“While not surprising, it is disappointing the SEC took this action,” states Bruce R. Ellig, author of the soon-to-be published 3rd edition of The Complete Guide to Executive Compensation. Although the action is in compliance with the 2010 Dodd-Frank Wall Street Reform and Consumer Protection Act, Ellig says, “the disclosure of the compensation of publicly traded company CEOs is already required in great detail in the company proxy statement. The ratio calculation is complex, costly, and time consuming.”
“Since the SEC is permitting companies themselves to determine how to measure the median, the results are of questionable value,” Ellig notes. “It will also mean company-to-company comparisons are of no value,” he adds.
Many observers point to the law of unintended consequences: companies will be incentivized to remove the lowest paid of their workforce from their payrolls, and contract out the work. The result will be an increase in the median worker pay and the lowering of the ratio to CEO pay. Those who believe this will result in lowering CEO pay still believe in the tooth fairy.
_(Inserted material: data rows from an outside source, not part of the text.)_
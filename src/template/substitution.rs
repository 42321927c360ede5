//! Named-placeholder substitution for template strings

use std::borrow::Cow;

use serde_json::{Map, Value};

use crate::config::PlaceholderConfig;

/// Delimiters surrounding a variable name inside a template string.
///
/// The default is `{name}`. An empty suffix gives the `:name` style, where
/// longer variable names are tried first so `:name` never eats `:name_full`.
#[derive(Debug, Clone, PartialEq, Eq)]
pub struct Placeholder {
    prefix: String,
    suffix: String,
}

impl Default for Placeholder {
    fn default() -> Self {
        Self::new("{", "}")
    }
}

impl Placeholder {
    pub fn new(prefix: impl Into<String>, suffix: impl Into<String>) -> Self {
        Self {
            prefix: prefix.into(),
            suffix: suffix.into(),
        }
    }

    pub fn from_config(config: &PlaceholderConfig) -> Self {
        Self::new(config.prefix.clone(), config.suffix.clone())
    }

    pub fn prefix(&self) -> &str {
        &self.prefix
    }

    pub fn suffix(&self) -> &str {
        &self.suffix
    }

    /// Replace every placeholder naming a key of `vars` with its value.
    ///
    /// The template is scanned once, so substituted values are never
    /// themselves expanded. Placeholders without a matching variable are
    /// left untouched.
    pub fn insert(&self, template: &str, vars: &Map<String, Value>) -> String {
        let mut keys: Vec<&str> = vars
            .keys()
            .map(String::as_str)
            .filter(|k| !k.is_empty())
            .collect();

        if keys.is_empty() {
            return template.to_string();
        }

        keys.sort_by(|a, b| b.len().cmp(&a.len()).then_with(|| a.cmp(b)));

        let mut out = String::with_capacity(template.len());
        let mut rest = template;

        'scan: while !rest.is_empty() {
            if let Some(after_prefix) = rest.strip_prefix(self.prefix.as_str()) {
                for key in &keys {
                    let matched = after_prefix
                        .strip_prefix(key)
                        .and_then(|after_key| after_key.strip_prefix(self.suffix.as_str()));

                    if let Some(remaining) = matched {
                        out.push_str(&format_value(&vars[*key]));
                        rest = remaining;
                        continue 'scan;
                    }
                }
            }

            match rest.chars().next() {
                Some(ch) => {
                    out.push(ch);
                    rest = &rest[ch.len_utf8()..];
                }
                None => break,
            }
        }

        out
    }
}

fn format_value(value: &Value) -> Cow<'_, str> {
    match value {
        Value::String(s) => Cow::Borrowed(s.as_str()),
        Value::Number(n) => Cow::Owned(n.to_string()),
        Value::Bool(b) => Cow::Owned(b.to_string()),
        Value::Null => Cow::Borrowed(""),
        // For arrays and objects, use JSON representation
        _ => Cow::Owned(value.to_string()),
    }
}

#[cfg(test)]
mod tests {
    use super::*;
    use serde_json::json;

    fn vars(value: Value) -> Map<String, Value> {
        match value {
            Value::Object(map) => map,
            _ => panic!("test vars must be an object"),
        }
    }

    #[test]
    fn test_insert_simple() {
        let placeholder = Placeholder::default();
        let result = placeholder.insert("Hello {name}", &vars(json!({"name": "Ann"})));
        assert_eq!(result, "Hello Ann");
    }

    #[test]
    fn test_insert_multiple_and_repeated() {
        let placeholder = Placeholder::default();
        let result = placeholder.insert(
            "Order {order} for {customer}, order {order} total {total}",
            &vars(json!({"order": "ORD-1", "customer": "Bob", "total": 12.5})),
        );
        assert_eq!(result, "Order ORD-1 for Bob, order ORD-1 total 12.5");
    }

    #[test]
    fn test_insert_value_formatting() {
        let placeholder = Placeholder::default();
        let result = placeholder.insert(
            "{flag}|{missing}|{none}|{list}",
            &vars(json!({"flag": true, "none": null, "list": [1, 2]})),
        );
        assert_eq!(result, "true|{missing}||[1,2]");
    }

    #[test]
    fn test_insert_empty_vars_returns_template() {
        let placeholder = Placeholder::default();
        assert_eq!(placeholder.insert("Hi {name}", &Map::new()), "Hi {name}");
    }

    #[test]
    fn test_insert_does_not_expand_substituted_values() {
        let placeholder = Placeholder::default();
        let result = placeholder.insert(
            "{a} and {b}",
            &vars(json!({"a": "{b}", "b": "second"})),
        );
        assert_eq!(result, "{b} and second");
    }

    #[test]
    fn test_colon_style_prefers_longest_name() {
        let placeholder = Placeholder::new(":", "");
        let result = placeholder.insert(
            "Dear :name_full (:name)",
            &vars(json!({"name": "Ann", "name_full": "Ann Smith"})),
        );
        assert_eq!(result, "Dear Ann Smith (Ann)");
    }

    #[test]
    fn test_insert_multibyte_text() {
        let placeholder = Placeholder::default();
        let result = placeholder.insert("Größe: {size} ✓", &vars(json!({"size": 42})));
        assert_eq!(result, "Größe: 42 ✓");
    }
}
John Alan James, executive director of the Center for Global Governance, Reporting and Regulation at Pace University’s Lubin School of Business in New York City says, “The proposed SEC ruling, based on a fragile and confusing mandate from Congress, is another example of how the federal government is attempting to subordinate state corporation oversight of boards to achieve administration social goals.”
There is a 60 day period for comment before the SEC takes a binding vote on the rule.
“The million-dollar question that remains unanswered is how this ratio, once published, will affect executive compensation practices,” observes Andrew Liazos, head of the Executive Compensation Group at international law firm McDermott Will & Emery. “Some have stated that the rule will increase transparency on pay discrepancy, but since companies have considerable latitude in the calculation, I question if it is worth the time and expense to meet this requirement,” Ellig concludes.
“Many legal authorities have criticized the move at the federal level to gain more control over the nation’s major corporations,” adds John James. “Recent threats by the Attorney General to file criminal indictments against a corporation and now the SEC’s interference in the corporate board’s oversight of internal corporate policies are clear evidence of the Administration’s goal of diminishing states’ rights and gaining greater control over how big companies are managed.”
A word of caution for leaders of non-public companies and those who think this proposed ruling won’t get very far: The Sarbanes Oxley Act of 2002 demonstrates that there is no law, however, counterproductive or nonsensical that some lawmakers won’t seek to impose it on business if it can be seen to advance a pet cause even if the lawmakers know that the connection of the law to the perceived remedy or social good is dubious. One might add Dodd-Frank to the list. Income inequality is the next cause du jour among certain segments of the political class (not just politicians). Many with a strong redistributive bent see such measures as a way of “doing something” to advance their agenda and could care less about the chaos that would ensue.